EXERCISE REQUIREMENTS
Please reproduce the entries below exactly, starting at the first line and ending with the line that holds "subprocess is force-killed.".

PROVIDED RECORDS
//! Subprocess management helpers shared by the downloader and decoder.

use std::process::{Child, Command, Stdio};
use std::time::{Duration, Instant};

use tracing::{debug, warn};

use airbridge_core::error::{ConfigError, Result};

/// Graceful termination window before a subprocess is force-killed.
pub const TERMINATE_TIMEOUT: Duration = Duration::from_secs(2);

/// Ask a child process to exit, wait up to `timeout`, then force-kill.
///
/// On unix the soft signal is SIGTERM so ffmpeg can flush its output;
/// elsewhere we go straight to `kill()`. Errors are logged and swallowed:
/// tear-down must always complete.
pub fn terminate_child(child: &mut Child, timeout: Duration) {
    #[cfg(unix)]
    {
        let pid = child.id() as libc::pid_t;
        unsafe {
            libc::kill(pid, libc::SIGTERM);
        }
        let deadline = Instant::now() + timeout;
        while Instant::now() < deadline {
            match child.try_wait() {
                Ok(Some(status)) => {
                    debug!(?status, "subprocess exited after SIGTERM");
                    return;
                }
                Ok(None) => std::thread::sleep(Duration::from_millis(25)),
                Err(err) => {
                    warn!(%err, "try_wait failed during teardown");
                    break;
                }
            }
        }
    }
    if let Err(err) = child.kill() {
        debug!(%err, "kill after timeout (process likely already gone)");
    }
    if let Err(err) = child.wait() {
        warn!(%err, "failed to reap subprocess");
    }
}

fn binary_available(name: &str) -> bool {
    Command::new(name)
        .arg("-version")
        .stdin(Stdio::null())
        .stdout(Stdio::null())
        .stderr(Stdio::null())
        .status()
        .map(|s| s.success())
        .unwrap_or(false)
}

/// Verify ffmpeg and ffprobe are runnable. Called once at startup; a
/// missing binary is an irrecoverable configuration error.
pub fn check_ffmpeg() -> Result<()> {
    for name in ["ffmpeg", "ffprobe"] {
        if !binary_available(name) {
            return Err(ConfigError::MissingBinary(name.to_string()).into());
        }
    }
    Ok(())
}
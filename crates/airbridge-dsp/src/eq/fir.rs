//! FIR EQ engine: direct-form linear-phase filter.
//!
//! Highest quality of the three engines (no phase distortion, response
//! limited only by tap count) and the highest CPU cost. Latency is the
//! group delay `(taps - 1) / 2`.

use airbridge_core::dsp::EqBand;

use crate::block::AudioBlock;
use crate::eq::design::design_fir;
use crate::eq::ToneEq;

/// Direct convolution with per-channel input history.
pub struct FirEq {
    taps: Vec<f32>,
    /// Last `taps - 1` input samples per channel.
    history: Vec<Vec<f32>>,
}

impl FirEq {
    pub fn new(bands: &[EqBand], sample_rate: f32, channels: usize, taps: usize) -> Self {
        let taps = design_fir(bands, sample_rate, taps);
        let history = vec![vec![0.0; taps.len() - 1]; channels];
        Self { taps, history }
    }

    pub fn tap_count(&self) -> usize {
        self.taps.len()
    }

    fn convolve_channel(&mut self, ch: usize, samples: &mut [f32]) {
        let taps = &self.taps;
        let order = taps.len() - 1;
        let history = &mut self.history[ch];

        // Extended input: history ++ samples, so x[n - k] is always
        // addressable without branching.
        let mut extended = Vec::with_capacity(order + samples.len());
        extended.extend_from_slice(history);
        extended.extend_from_slice(samples);

        for (n, out) in samples.iter_mut().enumerate() {
            let window = &extended[n..n + taps.len()];
            let mut acc = 0.0f32;
            for (k, &tap) in taps.iter().enumerate() {
                acc += tap * window[taps.len() - 1 - k];
            }
            *out = acc;
        }

        history.copy_from_slice(&extended[extended.len() - order..]);
    }
}

impl ToneEq for FirEq {
    fn process(&mut self, block: &mut AudioBlock) {
        let channels = block.channel_count().min(self.history.len());
        for ch in 0..channels {
            self.convolve_channel(ch, block.channel_mut(ch));
        }
    }

    fn latency_frames(&self) -> usize {
        (self.taps.len() - 1) / 2
    }

    fn reset(&mut self) {
        for history in &mut self.history {
            history.iter_mut().for_each(|s| *s = 0.0);
        }
    }
}

#[cfg(test)]
mod tests {
    use super::*;
    use crate::eq::tests::{measure_gain_db, sine_block};
    use airbridge_core::dsp::{BandType, EqBand};

    fn boost_1k() -> Vec<EqBand> {
        vec![EqBand {
            freq_hz: 1000.0,
            gain_db: 6.0,
            q: 1.0,
            band_type: BandType::Peaking,
        }]
    }

    mod latency {
        use super::*;

        #[test]
        fn flat_curve_is_a_pure_delay() {
            let mut eq = FirEq::new(&[EqBand::peaking(1000.0, 0.0)], 44_100.0, 1, 255);
            let delay = eq.latency_frames();
            assert_eq!(delay, 127);

            let mut block = AudioBlock::zeroed(1, 1024);
            block.channel_mut(0)[0] = 1.0;
            eq.process(&mut block);

            let out = block.channel(0);
            assert!((out[delay] - 1.0).abs() < 1e-3);
            for (i, &s) in out.iter().enumerate() {
                if i != delay {
                    assert!(s.abs() < 1e-2, "leakage {s} at {i}");
                }
            }
        }

        #[test]
        fn state_carries_across_block_boundaries() {
            // One big block and two half blocks must produce identical
            // output.
            let mut one = FirEq::new(&boost_1k(), 44_100.0, 1, 255);
            let mut two = FirEq::new(&boost_1k(), 44_100.0, 1, 255);

            let full = sine_block(1000.0, 44_100.0, 1, 2048);
            let mut a = full.clone();
            one.process(&mut a);

            let mut first = AudioBlock::zeroed(1, 1024);
            first
                .channel_mut(0)
                .copy_from_slice(&full.channel(0)[..1024]);
            let mut second = AudioBlock::zeroed(1, 1024);
            second
                .channel_mut(0)
                .copy_from_slice(&full.channel(0)[1024..]);
            two.process(&mut first);
            two.process(&mut second);

            for i in 0..1024 {
                assert!((a.channel(0)[i] - first.channel(0)[i]).abs() < 1e-5);
                assert!((a.channel(0)[1024 + i] - second.channel(0)[i]).abs() < 1e-5);
            }
        }
    }

    mod response {
        use super::*;

        #[test]
        fn boosts_the_band_center_by_its_gain() {
            let mut eq = FirEq::new(&boost_1k(), 44_100.0, 1, 511);
            let latency = eq.latency_frames();
            let gain = measure_gain_db(|b| eq.process(b), 1000.0, 44_100.0, latency);
            assert!((gain - 6.0).abs() < 0.5, "measured {gain} dB");
        }

        #[test]
        fn flat_curve_leaves_amplitude_within_a_tenth_db() {
            let mut eq = FirEq::new(&[EqBand::peaking(1000.0, 0.0)], 44_100.0, 1, 255);
            let latency = eq.latency_frames();
            let gain = measure_gain_db(|b| eq.process(b), 440.0, 44_100.0, latency);
            assert!(gain.abs() < 0.1, "measured {gain} dB");
        }
    }
}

ANSWER SECTION
//! Subprocess management helpers shared by the downloader and decoder.

use std::process::{Child, Command, Stdio};
use std::time::{Duration, Instant};

use tracing::{debug, warn};

use airbridge_core::error::{ConfigError, Result};

/// Graceful termination window before a subprocess is force-killed.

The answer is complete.